The HEMO study is a randomized, controlled trial that showed no benefit to high flux, high intensity hemodialysis maximizing Kt/V in conventional hemodialysis regimens. The result of this study and it's negative outcome led to questioning of the entire optimal dialysis strategy that was just gaining ground at that time with the the results of the Toronto group's nocturnal dialysis program. Dr. Chertow vocally championed the cause of further randomized and controlled trials to prove all aspects of optimal dialysis before adopting more frequent and longer duration sessions in America. In fact, DSEN has written several posts (here, here and here) in opposition to his dependence on randomized and controlled trials before going forward with the same type of programs that are already used with great success in Japan, Europe, Australia and New Zealand.
Dr. Chertow's upcoming keynote address is based on another study published in Kidney International earlier this year titled: Shorter dialysis times are associated with higher mortality among incident hemodialysis patients. The interesting aspect of this study is not only the astounding conclusion that shortened dialysis times less than 4 hours/session resulted in over 42% increased mortality, but that the conclusions were obtained not from a RCT, but from an observational trial. The simple fact that the Keynote address is by Dr. Chertow using an observational trial and not waiting for confirmation from a RCT is in my opinion big news for the dialysis industry.

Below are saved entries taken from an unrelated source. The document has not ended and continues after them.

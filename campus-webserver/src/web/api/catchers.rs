use rocket::{catch, catchers, Catcher, Request};

use super::{error::INTERNAL_ERROR_MESSAGE, Json, JsonErrorResponse, Status};

type ErrorResponse = (Status, Json<JsonErrorResponse>);

fn error_response(status: Status, message: &str) -> ErrorResponse {
    let error = JsonErrorResponse {
        error: message.to_owned(),
    };
    (status, Json(error))
}

#[catch(400)]
fn bad_request() -> ErrorResponse {
    error_response(Status::BadRequest, "Solicitud inválida")
}

#[catch(401)]
fn unauthorized() -> ErrorResponse {
    error_response(Status::Unauthorized, "Usuario no autenticado")
}

#[catch(404)]
fn not_found(req: &Request) -> ErrorResponse {
    debug!("No route for {} {}", req.method(), req.uri());
    error_response(Status::NotFound, "Recurso no encontrado")
}

#[catch(422)]
fn unprocessable_entity() -> ErrorResponse {
    error_response(Status::UnprocessableEntity, "Solicitud inválida")
}

#[catch(500)]
fn internal_server_error() -> ErrorResponse {
    error_response(Status::InternalServerError, INTERNAL_ERROR_MESSAGE)
}

#[catch(default)]
fn any_other(status: Status, _req: &Request) -> ErrorResponse {
    error_response(status, status.reason().unwrap_or(INTERNAL_ERROR_MESSAGE))
}

pub fn catchers() -> Vec<Catcher> {
    catchers![
        bad_request,
        unauthorized,
        not_found,
        unprocessable_entity,
        internal_server_error,
        any_other,
    ]
}
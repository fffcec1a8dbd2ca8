use crate::{entities::*, repositories::*, RepoError};

mod change_approval_state;
mod create_place;
mod create_route;
mod delete_place;
mod delete_route;
mod error;
mod query_history;
mod record_history;
mod update_place;
mod update_route;


type Result<T> = std::result::Result<T, Error>;

pub use self::{
    change_approval_state::*, create_place::*, create_route::*, delete_place::*, delete_route::*,
    error::Error, query_history::*, record_history::*, update_place::*, update_route::*,
};

mod prelude {
    pub use super::error::Error;
    pub type Result<T> = std::result::Result<T, Error>;
    pub use super::record_history::record_history;
    pub use crate::{entities::*, repositories::*, util::validate, RepoError};
}

pub fn get_place<R: PlaceRepo>(repo: &R, id: PlaceId) -> Result<Place> {
    Ok(repo.get_place(id)?)
}

pub fn list_places<R: PlaceRepo>(repo: &R, campus_id: Option<CampusId>) -> Result<Vec<Place>> {
    Ok(repo.all_places(campus_id)?)
}

pub fn get_route<R: RouteRepo>(repo: &R, id: RouteId) -> Result<Route> {
    Ok(repo.get_route(id)?)
}

pub fn list_routes<R: RouteRepo>(repo: &R, campus_id: Option<CampusId>) -> Result<Vec<Route>> {
    Ok(repo.all_routes(campus_id)?)
}

pub fn all_campuses<R: CampusRepo>(repo: &R) -> Result<Vec<Campus>> {
    Ok(repo.all_campuses()?)
}

pub fn all_place_types<R: CatalogRepo>(repo: &R) -> Result<Vec<PlaceType>> {
    Ok(repo.all_place_types()?)
}

pub fn all_route_types<R: CatalogRepo>(repo: &R) -> Result<Vec<RouteType>> {
    Ok(repo.all_route_types()?)
}

// Trims the text and drops it if nothing remains
fn optional_text(text: Option<String>) -> Option<String> {
    text.map(|t| t.trim().to_owned()).filter(|t| !t.is_empty())
}

fn check_actor(actor: &str) -> Result<()> {
    if !crate::util::validate::is_valid_actor_name(actor) {
        return Err(Error::Actor);
    }
    Ok(())
}

fn check_campus<R: CampusRepo>(repo: &R, campus_id: CampusId) -> Result<()> {
    match repo.get_campus(campus_id) {
        Ok(_) => Ok(()),
        Err(RepoError::NotFound) => {
            log::warn!("Campus {campus_id} does not exist");
            Err(Error::Campus)
        }
        Err(err) => Err(err.into()),
    }
}

fn prepare_name(name: &str) -> Result<String> {
    if !crate::util::validate::is_valid_name(name) {
        return Err(Error::Name);
    }
    Ok(name.trim().to_owned())
}

fn prepare_geometry(geometry: String) -> Result<GeoJson> {
    crate::util::validate::geometry(&geometry)?;
    Ok(geometry.into())
}
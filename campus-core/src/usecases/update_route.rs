use super::{create_route::prepare_route_data, prelude::*};

pub type UpdateRoute = super::NewRoute;

/// Replaces all fields of an existing route including the
/// set of its places. The approval state remains unchanged.
pub fn update_route<R>(repo: &R, id: RouteId, update: UpdateRoute, actor: &str) -> Result<Route>
where
    R: RouteRepo + PlaceRepo + CampusRepo + CatalogRepo + HistoryRepo<RouteId>,
{
    super::check_actor(actor)?;
    let _ = repo.get_route(id)?;
    let data = prepare_route_data(repo, update)?;
    repo.update_route(id, &data)?;
    log::info!(
        "Updated route {id} '{}' with {} places",
        data.name,
        data.place_ids.len()
    );
    record_history(repo, HistoryOperation::Update, actor, id, &data.name)?;
    Ok(repo.get_route(id)?)
}

#[cfg(test)]
mod tests {
    use super::{super::tests::MockDb, *};
    use campus_entities::builders::*;

    #[test]
    fn replace_places() {
        let db = MockDb::with_campus("Andrés Bello");
        for id in [1, 2, 3] {
            db.places
                .borrow_mut()
                .push(Place::build().id(id).campus(1).finish());
        }
        db.routes
            .borrow_mut()
            .push(Route::build().id(1).campus(1).places(vec![1, 2]).finish());
        let route = update_route(
            &db,
            RouteId::new(1),
            UpdateRoute {
                name: "Nueva".into(),
                campus_id: Some(CampusId::new(1)),
                geometry: r#"{"type":"LineString","coordinates":[]}"#.into(),
                place_ids: vec![PlaceId::new(3)],
                ..Default::default()
            },
            "Ana",
        )
        .unwrap();
        assert_eq!(vec![PlaceId::new(3)], route.place_ids);
        assert_eq!(
            HistoryOperation::Update,
            db.route_history.borrow()[0].operation
        );
    }
}
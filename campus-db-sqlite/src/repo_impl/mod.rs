// NOTE:
// All timestamps with the `_at` postfix are stored
// as unix timestamp in **milli**seconds.

use anyhow::anyhow;
use diesel::{
    self,
    prelude::*,
    result::{DatabaseErrorKind, Error as DieselError},
    sql_types::BigInt,
};

use campus_core::{
    entities::*,
    repositories::{self as repo, *},
};

use super::*;

mod campus;
mod catalog;
mod history;
mod location;
mod place;
mod route;

type Result<T> = std::result::Result<T, repo::Error>;

define_sql_function! {
    fn last_insert_rowid() -> BigInt;
}

pub fn from_diesel_err(err: DieselError) -> repo::Error {
    match err {
        DieselError::NotFound => repo::Error::NotFound,
        DieselError::DatabaseError(DatabaseErrorKind::UniqueViolation, _) => {
            repo::Error::AlreadyExists
        }
        DieselError::DatabaseError(DatabaseErrorKind::ForeignKeyViolation, info) => {
            log::warn!("Foreign key violation: {}", info.message());
            repo::Error::Integrity("Violación de integridad referencial".to_string())
        }
        _ => repo::Error::Other(err.into()),
    }
}

fn inserted_rowid(conn: &mut SqliteConnection) -> Result<i64> {
    diesel::select(last_insert_rowid())
        .get_result::<i64>(conn)
        .map_err(from_diesel_err)
}

fn load_approval_state(state: ApprovalStatePrimitive) -> Result<ApprovalState> {
    ApprovalState::try_from(state).map_err(|err| anyhow!(err).into())
}

fn load_history_operation(operation: HistoryOperationPrimitive) -> Result<HistoryOperation> {
    HistoryOperation::try_from(operation).map_err(|err| anyhow!(err).into())
}

fn load_timestamp(millis: i64) -> Result<Timestamp> {
    Timestamp::try_from_millis(millis)
        .ok_or_else(|| anyhow!("Invalid timestamp: {millis} ms").into())
}
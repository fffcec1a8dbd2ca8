#![allow(clippy::extra_unused_lifetimes)]

// NOTE:
// All timestamps with the `_at` postfix are stored
// as unix timestamp in **milli**seconds.

use super::schema::*;
use diesel::sql_types::{BigInt, Nullable, SmallInt, Text};

#[derive(Queryable)]
pub struct Campus {
    pub rowid: i64,
    pub name: String,
}

#[derive(Insertable)]
#[diesel(table_name = campus)]
pub struct NewCampus<'a> {
    pub name: &'a str,
}

#[derive(Queryable)]
pub struct CatalogEntry {
    pub rowid: i64,
    pub name: String,
}

#[derive(Insertable)]
#[diesel(table_name = place_type)]
pub struct NewPlaceType<'a> {
    pub name: &'a str,
}

#[derive(Insertable)]
#[diesel(table_name = route_type)]
pub struct NewRouteType<'a> {
    pub name: &'a str,
}

#[derive(Queryable)]
pub struct GeographicLocation {
    pub rowid: i64,
    pub geometry: String,
    pub description: Option<String>,
    pub state: i16,
}

#[derive(Insertable, AsChangeset)]
#[diesel(table_name = geographic_location)]
#[diesel(treat_none_as_null = true)]
pub struct NewGeographicLocation<'a> {
    pub geometry: &'a str,
    pub description: Option<&'a str>,
}

#[derive(Queryable)]
pub struct Place {
    pub rowid: i64,
    pub name: String,
    pub campus_rowid: i64,
    pub place_type_rowid: Option<i64>,
    pub location_rowid: i64,
}

#[derive(Insertable, AsChangeset)]
#[diesel(table_name = place)]
#[diesel(treat_none_as_null = true)]
pub struct NewPlace<'a> {
    pub name: &'a str,
    pub campus_rowid: i64,
    pub place_type_rowid: Option<i64>,
    pub location_rowid: i64,
}

#[derive(Insertable)]
#[diesel(table_name = place_image)]
pub struct NewPlaceImage<'a> {
    pub parent_rowid: i64,
    pub pos: i32,
    pub url: &'a str,
}

#[derive(Queryable)]
pub struct Route {
    pub rowid: i64,
    pub name: String,
    pub campus_rowid: i64,
    pub route_type_rowid: Option<i64>,
    pub location_rowid: i64,
}

#[derive(Insertable, AsChangeset)]
#[diesel(table_name = route)]
#[diesel(treat_none_as_null = true)]
pub struct NewRoute<'a> {
    pub name: &'a str,
    pub campus_rowid: i64,
    pub route_type_rowid: Option<i64>,
    pub location_rowid: i64,
}

#[derive(Insertable)]
#[diesel(table_name = route_place)]
pub struct NewRoutePlace {
    pub route_rowid: i64,
    pub place_rowid: i64,
}

#[derive(Insertable)]
#[diesel(table_name = place_history)]
pub struct NewPlaceHistoryEntry<'a> {
    pub place_rowid: i64,
    pub created_at: i64,
    pub created_by: &'a str,
    pub operation: i16,
    pub message: &'a str,
}

#[derive(Insertable)]
#[diesel(table_name = route_history)]
pub struct NewRouteHistoryEntry<'a> {
    pub route_rowid: i64,
    pub created_at: i64,
    pub created_by: &'a str,
    pub operation: i16,
    pub message: &'a str,
}

/// A history entry left-joined with the current names of
/// its subject and campus.
#[derive(QueryableByName)]
pub struct JoinedHistoryEntry {
    #[diesel(sql_type = BigInt)]
    pub rowid: i64,
    #[diesel(sql_type = BigInt)]
    pub subject_rowid: i64,
    #[diesel(sql_type = BigInt)]
    pub created_at: i64,
    #[diesel(sql_type = Text)]
    pub created_by: String,
    #[diesel(sql_type = SmallInt)]
    pub operation: i16,
    #[diesel(sql_type = Text)]
    pub message: String,
    #[diesel(sql_type = Nullable<Text>)]
    pub subject_name: Option<String>,
    #[diesel(sql_type = Nullable<Text>)]
    pub campus_name: Option<String>,
}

Are the winds of time changing in the American dialysis community? Is this also prognostication of the results of the soon to be released Frequent Hemodialysis Network studies on short daily hemodialysis as well as daily nocturnal dialysis in which Dr. Chertow is a principle investigator? Perhaps my optimism for implementing optimal dialysis is overwhelming me with hope, or perhaps we are about to experience the paradigm shift that Mel Hodge wrote about so eloquently earlier this year. The path to a paradigm shift in hemodialysis:
About 1 out of 4 American conventional dialysis patients die in the first year and 3 out of 5 die within 5 years with no favorable trend in sight. Largely ignored in practice is the evidence accumulated over decades that longer, more frequent dialysis can immediately slash this grim result in half or more. Pierratos has called for a paradigm shift—a disruptive change—in dialysis practice from conventional treatment to daily nocturnal dialysis, performed at home, to realize this dramatic improvement. We examine here how such a paradigm shift might be brought about and suggest that changes in 3 perspectives must occur. First, new dialysis guidelines must be recast from the old goal of minimally adequate to a new goal of best possible. Second, the body of dialysis research must be interpreted through the lens of best possible patient survival and well being, and the near-impossibility of demonstrating dialysis survival advantage through randomized clinical trials must be acknowledged. Finally, dialysis modality must be seen as, most importantly, a survival and well-being choice, not merely a “Lifestyle” choice; hence, it must be the nondelegatable responsibility of the physician, not dialysis center personnel, to advise and prescribe. Many old perspectives, which might stand in the way of this sorely needed paradigm shift are also examined. These old perspectives make up a fabric of excuses that has delayed—and, if not discarded, will continue to delay—progress toward a survival and well-being outlook for dialysis patients just as favorable as might be achieved through kidney transplant.
Whatever the outcome of Dr. Chertow's keynote address, I believe that a true paradigm shift is in the making. The standard of dialysis care can no longer be that of minimum standards but instead that of maximizing patient survival and rehabilitation which are precisely the goals of therapy long advocated by Dr. Scribner. It is time to come full circle and realize that the pioneers of dialysis did it right by focusing on patient rehabilitation as the objective measure of dialysis adequacy instead of reliance on the laboratory based Kt/V. Dr. Chertow's keynote address on length of dialysis sessions is a welcome addition to the Annual Dialysis Conference not only for the data and evidence that he shall present, but more importantly because of the underlying message that he will send loud and clear in presenting evidence from an observational study as the basis of the 2011 ADC keynote address.